START MATERIAL PROVIDED

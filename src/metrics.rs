#![forbid(unsafe_code)]

// Server metrics: lock-free AtomicU64 counters and a Prometheus-compatible histogram.

use std::fmt::Write;
use std::sync::atomic::{AtomicU64, Ordering::Relaxed};
use std::sync::Arc;
use std::time::Duration;

/// Histogram buckets as (upper bound in microseconds, Prometheus `le` label).
/// Tilted toward sub-millisecond handling times.
const LATENCY_BUCKETS: [(u64, &str); 10] = [
    (100, "0.0001"),
    (250, "0.00025"),
    (500, "0.0005"),
    (1_000, "0.001"),
    (2_500, "0.0025"),
    (5_000, "0.005"),
    (10_000, "0.01"),
    (50_000, "0.05"),
    (250_000, "0.25"),
    (1_000_000, "1"),
];

/// Cumulative latency histogram over [`LATENCY_BUCKETS`]
#[derive(Default)]
struct LatencyHistogram {
    /// `le[i]` counts observations at or under `LATENCY_BUCKETS[i].0`
    le: [AtomicU64; LATENCY_BUCKETS.len()],
    count: AtomicU64,
    sum_us: AtomicU64,
}

impl LatencyHistogram {
    fn observe(&self, elapsed: Duration) {
        let us = u64::try_from(elapsed.as_micros()).unwrap_or(u64::MAX);
        self.count.fetch_add(1, Relaxed);
        self.sum_us.fetch_add(us, Relaxed);
        LATENCY_BUCKETS
            .iter()
            .zip(&self.le)
            .filter(|((bound, _), _)| us <= *bound)
            .for_each(|(_, slot)| {
                slot.fetch_add(1, Relaxed);
            });
    }
}

/// Server-wide metrics using lock-free atomics.
#[derive(Clone)]
pub struct ServerMetrics {
    inner: Arc<Inner>,
}

#[derive(Default)]
struct Inner {
    // Monotonic counters
    connections_total: AtomicU64,
    messages_received_total: AtomicU64,
    messages_sent_total: AtomicU64,
    messages_dropped_total: AtomicU64,
    errors_total: AtomicU64,
    rooms_created_total: AtomicU64,
    rooms_closed_total: AtomicU64,
    rooms_evicted_total: AtomicU64,
    joins_total: AtomicU64,
    leaves_total: AtomicU64,
    members_evicted_total: AtomicU64,
    signals_relayed_total: AtomicU64,
    signals_dropped_total: AtomicU64,
    chat_messages_total: AtomicU64,
    recordings_started_total: AtomicU64,

    // Gauge
    connections_active: AtomicU64,

    // Histogram
    message_handling: LatencyHistogram,
}

impl Default for ServerMetrics {
    fn default() -> Self {
        Self::new()
    }
}

impl ServerMetrics {
    pub fn new() -> Self {
        Self { inner: Arc::new(Inner::default()) }
    }

    // --- Counter increments ---

    pub fn inc_connections_total(&self) {
        self.inner.connections_total.fetch_add(1, Relaxed);
    }

    pub fn inc_messages_received(&self) {
        self.inner.messages_received_total.fetch_add(1, Relaxed);
    }

    pub fn inc_messages_sent(&self) {
        self.inner.messages_sent_total.fetch_add(1, Relaxed);
    }

    /// Outbound frame dropped because a recipient's channel was full
    pub fn inc_messages_dropped(&self) {
        self.inner.messages_dropped_total.fetch_add(1, Relaxed);
    }

    pub fn inc_errors(&self) {
        self.inner.errors_total.fetch_add(1, Relaxed);
    }

    pub fn inc_rooms_created(&self) {
        self.inner.rooms_created_total.fetch_add(1, Relaxed);
    }

    pub fn inc_rooms_closed(&self) {
        self.inner.rooms_closed_total.fetch_add(1, Relaxed);
    }

    pub fn inc_rooms_evicted(&self) {
        self.inner.rooms_evicted_total.fetch_add(1, Relaxed);
    }

    pub fn inc_joins(&self) {
        self.inner.joins_total.fetch_add(1, Relaxed);
    }

    pub fn inc_leaves(&self) {
        self.inner.leaves_total.fetch_add(1, Relaxed);
    }

    /// A member whose queue overflowed on a room event was dropped from its room
    pub fn inc_members_evicted(&self) {
        self.inner.members_evicted_total.fetch_add(1, Relaxed);
    }

    pub fn inc_signals_relayed(&self) {
        self.inner.signals_relayed_total.fetch_add(1, Relaxed);
    }

    pub fn inc_signals_dropped(&self) {
        self.inner.signals_dropped_total.fetch_add(1, Relaxed);
    }

    pub fn inc_chat_messages(&self) {
        self.inner.chat_messages_total.fetch_add(1, Relaxed);
    }

    pub fn inc_recordings_started(&self) {
        self.inner.recordings_started_total.fetch_add(1, Relaxed);
    }

    // --- Gauge ---

    /// Counts one live connection until the guard is dropped
    pub fn connection_active_guard(&self) -> ConnectionGuard {
        self.inner.connections_active.fetch_add(1, Relaxed);
        ConnectionGuard { inner: self.inner.clone() }
    }

    // --- Histogram ---

    pub fn observe_message_handling(&self, duration: Duration) {
        self.inner.message_handling.observe(duration);
    }

    // --- Prometheus rendering ---

    /// Render all metrics in Prometheus text exposition format.
    /// `rooms_active` and `participants_active` are read from RoomManager on demand.
    pub fn render_prometheus(&self, rooms_active: usize, participants_active: usize) -> String {
        let mut out = String::with_capacity(4096);

        let i = &self.inner;

        let counters = [
            ("connections_total", "Total WebSocket connections", &i.connections_total),
            ("messages_received_total", "Total frames received from clients", &i.messages_received_total),
            ("messages_sent_total", "Total frames sent to clients", &i.messages_sent_total),
            ("messages_dropped_total", "Outbound frames dropped on full channels", &i.messages_dropped_total),
            ("errors_total", "Total rejected client frames", &i.errors_total),
            ("rooms_created_total", "Total rooms created", &i.rooms_created_total),
            ("rooms_closed_total", "Total rooms closed after the last participant left", &i.rooms_closed_total),
            ("rooms_evicted_total", "Total empty persisted rooms evicted at the room cap", &i.rooms_evicted_total),
            ("joins_total", "Total room joins", &i.joins_total),
            ("leaves_total", "Total room leaves", &i.leaves_total),
            ("members_evicted_total", "Members dropped after missing room events on a full queue", &i.members_evicted_total),
            ("signals_relayed_total", "Offers, answers and candidates delivered", &i.signals_relayed_total),
            ("signals_dropped_total", "Signals addressed to unknown connections", &i.signals_dropped_total),
            ("chat_messages_total", "Total chat messages posted", &i.chat_messages_total),
            ("recordings_started_total", "Total recording sessions started", &i.recordings_started_total),
        ];
        for (name, help, value) in counters {
            render_metric(&mut out, "counter", name, help, value.load(Relaxed));
        }

        let gauges = [
            ("connections_active", "Currently active WebSocket connections", i.connections_active.load(Relaxed)),
            ("rooms_active", "Currently active rooms", rooms_active as u64),
            ("participants_active", "Currently active participants", participants_active as u64),
        ];
        for (name, help, value) in gauges {
            render_metric(&mut out, "gauge", name, help, value);
        }

        render_histogram(
            &mut out,
            "message_handling_seconds",
            "Time spent handling one client frame",
            &i.message_handling,
        );

        out
    }
}

/// RAII guard that decrements `connections_active` on drop.
/// Prevents gauge underflow/drift if the connection handler panics.
pub struct ConnectionGuard {
    inner: Arc<Inner>,
}

impl Drop for ConnectionGuard {
    fn drop(&mut self) {
        self.inner.connections_active.fetch_sub(1, Relaxed);
    }
}

/// Every exported name carries this prefix
const PREFIX: &str = "huddle_";

fn render_metric(out: &mut String, kind: &str, name: &str, help: &str, value: u64) {
    let _ = writeln!(out, "# HELP {PREFIX}{name} {help}");
    let _ = writeln!(out, "# TYPE {PREFIX}{name} {kind}");
    let _ = writeln!(out, "{PREFIX}{name} {value}");
}

fn render_histogram(out: &mut String, name: &str, help: &str, histogram: &LatencyHistogram) {
    let _ = writeln!(out, "# HELP {PREFIX}{name} {help}");
    let _ = writeln!(out, "# TYPE {PREFIX}{name} histogram");
    for ((_, label), slot) in LATENCY_BUCKETS.iter().zip(&histogram.le) {
        let _ = writeln!(out, "{PREFIX}{name}_bucket{{le=\"{label}\"}} {}", slot.load(Relaxed));
    }
    let count = histogram.count.load(Relaxed);
    let sum_us = histogram.sum_us.load(Relaxed);
    let _ = writeln!(out, "{PREFIX}{name}_bucket{{le=\"+Inf\"}} {count}");
    let _ = writeln!(out, "{PREFIX}{name}_sum {}.{:06}", sum_us / 1_000_000, sum_us % 1_000_000);
    let _ = writeln!(out, "{PREFIX}{name}_count {count}");
}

END MATERIAL PROVIDED

» WHAT NEEDS TO BE DONE: Show all lines from the data above in which the word "WebSocket" appears.

» TASK ANSWER:
            ("connections_total", "Total WebSocket connections", &i.connections_total),
            ("connections_active", "Currently active WebSocket connections", i.connections_active.load(Relaxed)),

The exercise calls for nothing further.